The Indian Express (Delhi Edition)

Now, women can carry small knives on Delhi Metro

- EXPRESS NEWS SERVICE

WITH AN increase in the number of women commuters carrying knives for personal safety and other utility purposes, such as chopping vegetables or fruits, the CISF has decided to allow women to carry small knives — with a blade less than 4 inches long — in the Delhi metro.

CISF PRO Manjit Singh told The Indian Express, “Our personnel were constantly bringing to our notice that more and more women have been found carrying kitchen knives or small knives... Informal surveys revealed that on an average, we have been losing between one and two minutes in ensuring a knife is removed from a bag and up to four minutes in arguments and explanatio­ns which ensue as a result."
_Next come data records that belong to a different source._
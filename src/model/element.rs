// Common element attributes
//
// Every modeled entity (class, enum, concept, package, file, participant)
// shares this header: name, namespace, id, source location and presentation
// flags. Kind-specific payloads live with their diagram models.

use serde::{Deserialize, Serialize};
use std::fmt;
use std::path::PathBuf;

use super::id::DiagramId;
use super::name::Namespace;

/// C++ access specifier
///
/// Free functions and namespace-level declarations carry no access
/// specifier; an unknown or absent access is treated as public.
#[derive(Debug, Clone, Copy, PartialEq, Eq, Hash, Serialize, Deserialize, Default)]
#[serde(rename_all = "lowercase")]
pub enum Access {
    #[default]
    Public,
    Protected,
    Private,
    None,
}

impl Access {
    /// PlantUML member prefix
    pub fn symbol(&self) -> &'static str {
        match self {
            Access::Public | Access::None => "+",
            Access::Protected => "#",
            Access::Private => "-",
        }
    }
}

impl fmt::Display for Access {
    fn fmt(&self, f: &mut fmt::Formatter<'_>) -> fmt::Result {
        let s = match self {
            Access::Public => "public",
            Access::Protected => "protected",
            Access::Private => "private",
            Access::None => "none",
        };
        write!(f, "{}", s)
    }
}

/// Location of a declaration in the analyzed sources
#[derive(Debug, Clone, PartialEq, Eq, Serialize, Deserialize, Default)]
pub struct SourceLocation {
    /// File the declaration appears in
    pub file: PathBuf,
    /// Presumed line
    pub line: u32,
    /// Presumed column
    pub column: u32,
    /// Translation unit the declaration was harvested from
    pub translation_unit: PathBuf,
}

/// Attributes shared by every diagram element
#[derive(Debug, Clone, PartialEq, Serialize, Deserialize)]
pub struct Element {
    /// Short (unqualified) name
    pub name: String,
    /// Enclosing namespace
    pub namespace: Namespace,
    /// Stable identity, always `DiagramId::of(qualified_name())`
    pub id: DiagramId,
    /// Source location, when the front-end supplied one
    pub location: Option<SourceLocation>,
    /// Documentation comment attached to the declaration
    pub comment: Option<String>,
    /// Style hint for emitters (e.g. `#aliceblue`)
    pub style: Option<String>,
    /// Excluded from rendering by a comment directive
    pub skip: bool,
    /// Carries a `[[deprecated]]` attribute
    pub deprecated: bool,
    /// Access under which the element was declared
    pub access: Access,
}

impl Element {
    /// Create an element, deriving its id from the qualified name
    pub fn new(namespace: Namespace, name: impl Into<String>) -> Self {
        let name = name.into();
        let id = DiagramId::of(&namespace.qualify(&name));
        Self {
            name,
            namespace,
            id,
            location: None,
            comment: None,
            style: None,
            skip: false,
            deprecated: false,
            access: Access::default(),
        }
    }

    /// Fully qualified name
    pub fn qualified_name(&self) -> String {
        self.namespace.qualify(&self.name)
    }

    /// Qualified name rendered relative to a `using_namespace` root
    pub fn display_name(&self, using_namespace: &Namespace) -> String {
        self.namespace
            .relative_to(using_namespace)
            .qualify(&self.name)
    }

    /// Whether this element's forward-declaration data should be replaced
    /// by `other` during a merge (same id, later and more complete sighting)
    pub fn absorb(&mut self, other: Element) {
        if self.location.is_none() {
            self.location = other.location;
        }
        if self.comment.is_none() {
            self.comment = other.comment;
        }
        self.deprecated |= other.deprecated;
        self.skip |= other.skip;
    }
}

#[cfg(test)]
mod tests {
    use super::*;

    #[test]
    fn test_element_id_matches_qualified_name() {
        let e = Element::new(Namespace::parse("a::b"), "C");
        assert_eq!(e.qualified_name(), "a::b::C");
        assert_eq!(e.id, DiagramId::of("a::b::C"));
    }

    #[test]
    fn test_display_name_relative() {
        let e = Element::new(Namespace::parse("app::core"), "Engine");
        assert_eq!(e.display_name(&Namespace::parse("app")), "core::Engine");
        assert_eq!(e.display_name(&Namespace::new()), "app::core::Engine");
        assert_eq!(e.display_name(&Namespace::parse("other")), "app::core::Engine");
    }

    #[test]
    fn test_access_defaults_to_public() {
        assert_eq!(Access::default(), Access::Public);
        assert_eq!(Access::None.symbol(), "+");
        assert_eq!(Access::Private.symbol(), "-");
    }

    #[test]
    fn test_absorb_completes_forward_declaration() {
        let ns = Namespace::parse("a");
        let mut forward = Element::new(ns.clone(), "C");
        let mut complete = Element::new(ns, "C");
        complete.comment = Some("A class".to_string());
        complete.deprecated = true;

        forward.absorb(complete);
        assert_eq!(forward.comment.as_deref(), Some("A class"));
        assert!(forward.deprecated);
    }
}
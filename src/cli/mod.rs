//! CLI entry point

mod args;

pub use args::{Args, Command};

use std::process::ExitCode;
use tracing::{info, warn};

use crate::config::Config;
use crate::engine::generate_diagram;
use crate::error::{Error, Result};
use crate::frontend::{CompilationDatabase, JsonFrontend};
use crate::output::{write_artifact, Generator};

/// Run the CLI application
pub fn run() -> ExitCode {
    let args = Args::parse_args();

    match execute(args) {
        Ok(_) => ExitCode::SUCCESS,
        Err(e) => {
            eprintln!("Error: {}", e);
            ExitCode::FAILURE
        }
    }
}

fn execute(args: Args) -> Result<()> {
    match args.command {
        Command::Generate {
            config,
            names,
            output,
            generator,
            threads,
            allow_empty_diagrams,
            no_metadata,
            log_json,
            verbose,
        } => {
            init_tracing(verbose, log_json);

            let generator = Generator::from_name(&generator)
                .ok_or_else(|| Error::other(format!("unknown generator: {}", generator)))?;

            let mut cfg = Config::load(&config)?;
            cfg.merge_cli(output, threads, allow_empty_diagrams, no_metadata);

            let mut compdb = CompilationDatabase::load(&cfg.compilation_database_dir)?;
            compdb.adjust_flags(&cfg.add_compile_flags, &cfg.remove_compile_flags);

            let frontend = match &cfg.ast_dir {
                Some(dir) => JsonFrontend::with_ast_dir(dir),
                None => JsonFrontend::new(),
            };

            let selected: Vec<String> = if names.is_empty() {
                cfg.diagrams.keys().cloned().collect()
            } else {
                names
            };

            for name in &selected {
                let diagram_config = cfg.diagram(name)?;
                let model = generate_diagram(name, diagram_config, &cfg, &compdb, &frontend)?;
                if model.is_empty() {
                    warn!(diagram = name.as_str(), "writing empty diagram");
                }
                let path = write_artifact(&model, generator, &cfg, diagram_config)?;
                info!(diagram = name.as_str(), path = %path.display(), "diagram written");
                println!("Generated {}", path.display());
            }

            Ok(())
        }

        Command::Init { path } => {
            let target = path.join("draughtsman.toml");
            if target.exists() {
                return Err(Error::other(format!(
                    "{} already exists",
                    target.display()
                )));
            }
            std::fs::create_dir_all(&path)?;
            std::fs::write(&target, starter_config())?;
            println!("Created {}", target.display());
            Ok(())
        }

        Command::Version => {
            println!("draughtsman {}", env!("CARGO_PKG_VERSION"));
            Ok(())
        }
    }
}

fn init_tracing(verbose: bool, json: bool) {
    use tracing_subscriber::EnvFilter;

    let default_level = if verbose { "debug" } else { "info" };
    let filter = EnvFilter::try_from_default_env()
        .unwrap_or_else(|_| EnvFilter::new(default_level));

    let builder = tracing_subscriber::fmt()
        .with_env_filter(filter)
        .with_target(false)
        .with_writer(std::io::stderr);

    let result = if json {
        builder.json().try_init()
    } else {
        builder.try_init()
    };
    // A second init in one process is harmless
    let _ = result;
}

/// Starter configuration written by `draughtsman init`
fn starter_config() -> &'static str {
    r#"# draughtsman configuration
compilation_database_dir = "."
output_directory = "diagrams"

[diagrams.main_class]
type = "class"
glob = ["src/**/*.cc", "src/**/*.cpp"]
# using_namespace = "myproject"

[diagrams.main_class.include]
# namespaces = ["myproject"]

[diagrams.main_class.exclude]
# namespaces = ["myproject::detail"]

# [diagrams.main_sequence]
# type = "sequence"
# glob = ["src/main.cc"]
#
# [[diagrams.main_sequence.start_from]]
# function = "main()"
"#
}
“Considerin­g a conservati­ve estimate of 25 lakh commuters travelling by the Delhi Metro daily, and a large percentage of those being women, the time lost is huge,” Singh said.

The CISF said they have also found out that many students doing courses in fashion design institutes and art colleges carry sharp instrument­s as part of course equipment.

Labourers also carry instrument­s for work. Disposing of lighters, matchboxes and knives was also posing a problem, with thousands piled up with the CISF over the years. Taking these factors into considerat­ion, the review was taken.

While the CISF found that 90 per cent of pickpocket­s in the DMRC were women, Singh said, “We have never found a knife on any of the women pickpocket­s caught so far so we don't think it will be a security issue.”

After deliberati­ons and a review for over a month, the CISF on September 20 last year had released a new list of “restricted items”, which, for the first time, did not include matchboxes, lighters and small knives.

The relaxation­s, however, are not absolute and are subject to a case-by-case considerat­ion by CISF personnel for security purposes, sources said.